Progetto di sostegno alimentare alle famiglie

È stato avviato a gennaio, un po’ in sordina ed è ora pienamente operativo, il progetto di sostegno alimentare promosso dall’amministrazione comunale. Si tratta, spiega l’assessore alle politiche sociali Piero Genovese, di un’iniziativa pensata per aiutare le famiglie in gravi difficoltà economiche, vittime della crisi che fanno fatica a mettere insieme il pranzo con la cena. Secondo la Caritas, sono 45 i nuclei famigliari almesini che potenzialmente hanno bisogno di questo genere di aiuto, e solo 15 sono straniere.

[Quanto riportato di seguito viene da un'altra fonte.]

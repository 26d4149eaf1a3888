use std::sync::Arc;

use crate::config::PORTAL_API_BASE_URL;
use crate::session::errors::SessionError;
use crate::session::types::{Role, UserProfile};
use crate::storage::TokenStore;

use super::claims::decode_claims;
use super::client::{fetch_profile, request_access_token, request_role_switch};

/// Single source of truth for "who is logged in, with what roles, acting
/// as which role". The only component allowed to mutate authentication
/// state.
///
/// Constructed by the application's composition root and passed to the
/// route guard and views; there is no ambient global instance. Mutating
/// operations take `&mut self`, so callers are serialized by construction.
pub struct SessionStore {
    token_store: Arc<dyn TokenStore>,
    pub(crate) api_base: String,
    pub(crate) token: Option<String>,
    pub(crate) user: Option<UserProfile>,
    pub(crate) roles: Vec<Role>,
    pub(crate) current_role: Option<Role>,
}

impl SessionStore {
    /// Create an empty session backed by the given token store, talking to
    /// the configured backend API.
    pub fn new(token_store: Arc<dyn TokenStore>) -> Self {
        Self {
            token_store,
            api_base: PORTAL_API_BASE_URL.to_string(),
            token: None,
            user: None,
            roles: Vec::new(),
            current_role: None,
        }
    }

    /// Create a session and restore a previously persisted token.
    ///
    /// Only the raw token is restored; the profile is loaded lazily by the
    /// route guard (or an explicit `fetch_user`) on first use.
    pub async fn hydrate(token_store: Arc<dyn TokenStore>) -> Result<Self, SessionError> {
        let token = token_store.load().await?;
        if token.is_some() {
            tracing::debug!("Restored persisted token");
        }
        let mut session = Self::new(token_store);
        session.token = token;
        Ok(session)
    }

    /// Authenticate against the backend and load the user profile.
    ///
    /// `requested_role` is forwarded as a hint for initial role selection;
    /// the authoritative active role is taken from the issued token.
    pub async fn login(
        &mut self,
        username: &str,
        password: &str,
        requested_role: Option<Role>,
    ) -> Result<(), SessionError> {
        let token = request_access_token(&self.api_base, username, password, requested_role).await?;
        self.token = Some(token.clone());
        self.token_store.persist(&token).await?;
        tracing::info!("Logged in as {}", username);

        self.fetch_user().await
    }

    /// Load the profile for the held token and derive role state.
    ///
    /// No-op without a token. The active role comes from the token's
    /// `role` claim, not from the profile payload. Any failure logs the
    /// session out so a stale token never coexists with a half-populated
    /// profile, then surfaces the error.
    pub async fn fetch_user(&mut self) -> Result<(), SessionError> {
        let Some(token) = self.token.clone() else {
            return Ok(());
        };

        let result = match fetch_profile(&self.api_base, &token).await {
            Ok(profile) => self.ingest_profile(&token, profile),
            Err(e) => Err(e),
        };

        match result {
            Ok(()) => Ok(()),
            Err(e) => {
                tracing::warn!("Fetch user failed, logging out: {}", e);
                if let Err(storage_err) = self.logout().await {
                    tracing::error!("Failed to erase persisted token: {}", storage_err);
                }
                Err(e)
            }
        }
    }

    /// Derive role state from a fetched profile and the token it was
    /// fetched with, then commit it. Nothing is committed on error.
    pub(crate) fn ingest_profile(
        &mut self,
        token: &str,
        profile: UserProfile,
    ) -> Result<(), SessionError> {
        let mut roles = Vec::new();
        for entry in &profile.roles {
            match entry.role.parse::<Role>() {
                Ok(role) => roles.push(role),
                Err(_) => tracing::warn!("Skipping unknown role identifier: {}", entry.role),
            }
        }

        let claims = decode_claims(token)?;
        let current_role = claims
            .role
            .parse::<Role>()
            .map_err(|_| SessionError::InvalidToken(format!("Unknown role claim: {}", claims.role)))?;
        if !roles.contains(&current_role) {
            return Err(SessionError::InvalidToken(format!(
                "Token role {current_role} not among assigned roles"
            )));
        }

        self.user = Some(profile);
        self.roles = roles;
        self.current_role = Some(current_role);
        Ok(())
    }

    /// Exchange the held token for one scoped to `new_role`.
    ///
    /// Local state is mutated only after the backend accepts the switch,
    /// so a rejected switch leaves the prior session intact.
    pub async fn switch_role(&mut self, new_role: Role) -> Result<(), SessionError> {
        let Some(token) = self.token.clone() else {
            return Err(SessionError::InvalidToken("No active session".to_string()));
        };

        let fresh = request_role_switch(&self.api_base, &token, new_role).await?;
        self.token = Some(fresh.clone());
        self.token_store.persist(&fresh).await?;
        self.current_role = Some(new_role);
        tracing::info!("Switched active role to {}", new_role);

        self.fetch_user().await
    }

    /// Clear the session and erase the persisted token. Idempotent.
    pub async fn logout(&mut self) -> Result<(), SessionError> {
        self.user = None;
        self.token = None;
        self.roles.clear();
        self.current_role = None;
        self.token_store.clear().await?;
        tracing::debug!("Session cleared");
        Ok(())
    }

    pub fn token(&self) -> Option<&str> {
        self.token.as_deref()
    }

    pub fn user(&self) -> Option<&UserProfile> {
        self.user.as_ref()
    }

    /// Roles assigned to the user, in the order the backend returned them.
    pub fn roles(&self) -> &[Role] {
        &self.roles
    }

    pub fn current_role(&self) -> Option<Role> {
        self.current_role
    }

    pub fn is_authenticated(&self) -> bool {
        self.token.is_some()
    }

    pub fn is_student(&self) -> bool {
        self.current_role == Some(Role::Student)
    }

    pub fn is_teacher(&self) -> bool {
        self.current_role == Some(Role::Teacher)
    }

    pub fn is_admin(&self) -> bool {
        self.current_role == Some(Role::Administrator)
    }

    pub fn is_alumni(&self) -> bool {
        self.current_role == Some(Role::Alumni)
    }
}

Così il Comune si è seduto ad un tavolo con la Caritas, le parrocchie, il Conisa e il Sea Valsusa, e ha elaborato un progetto che prevede il sostegno alimentare a dieci famiglie. A stabilire chi ha realmente bisogno di questo servizio è il Conisa, e a coordinarlo il Sea Valsusa in collaborazione con altre associazioni almesine. Il Comune ha stanziato le risorse per acquistare dal Banco opere di carità le derrate alimentari frutto delle raccolte, quattro quintali al mese che, grazie alla disponibilità di don Alfonso Vindrola, sono ospitare nella canonica della parrocchia di Milanere.

Essere riusciti a mettere attorno a un tavolo i soggetti che si occupano a diverso titolo del disagio sociale è un risultato importante, spiega Genovese. «La crisi ha risvegliato il senso della solidarietà, contribuendo a creare una rete di protezione per coloro che non riescono a tirare avanti. Una sorta di mobilitazione che ad Almese vede ancora in prima linea le associazioni». Questa iniziativa, aggiunge l’assessore alle politiche sociali, non è certo la soluzione strutturale al problema della povertà, ma uno strumento per correre ai ripari che il Comune, col contributo delle associazioni, ha adottato come ennesimo tassello di un elenco di progetti sociali che l’amministrazione almesina ha scelto non solo di non tagliare, ma di incrementare.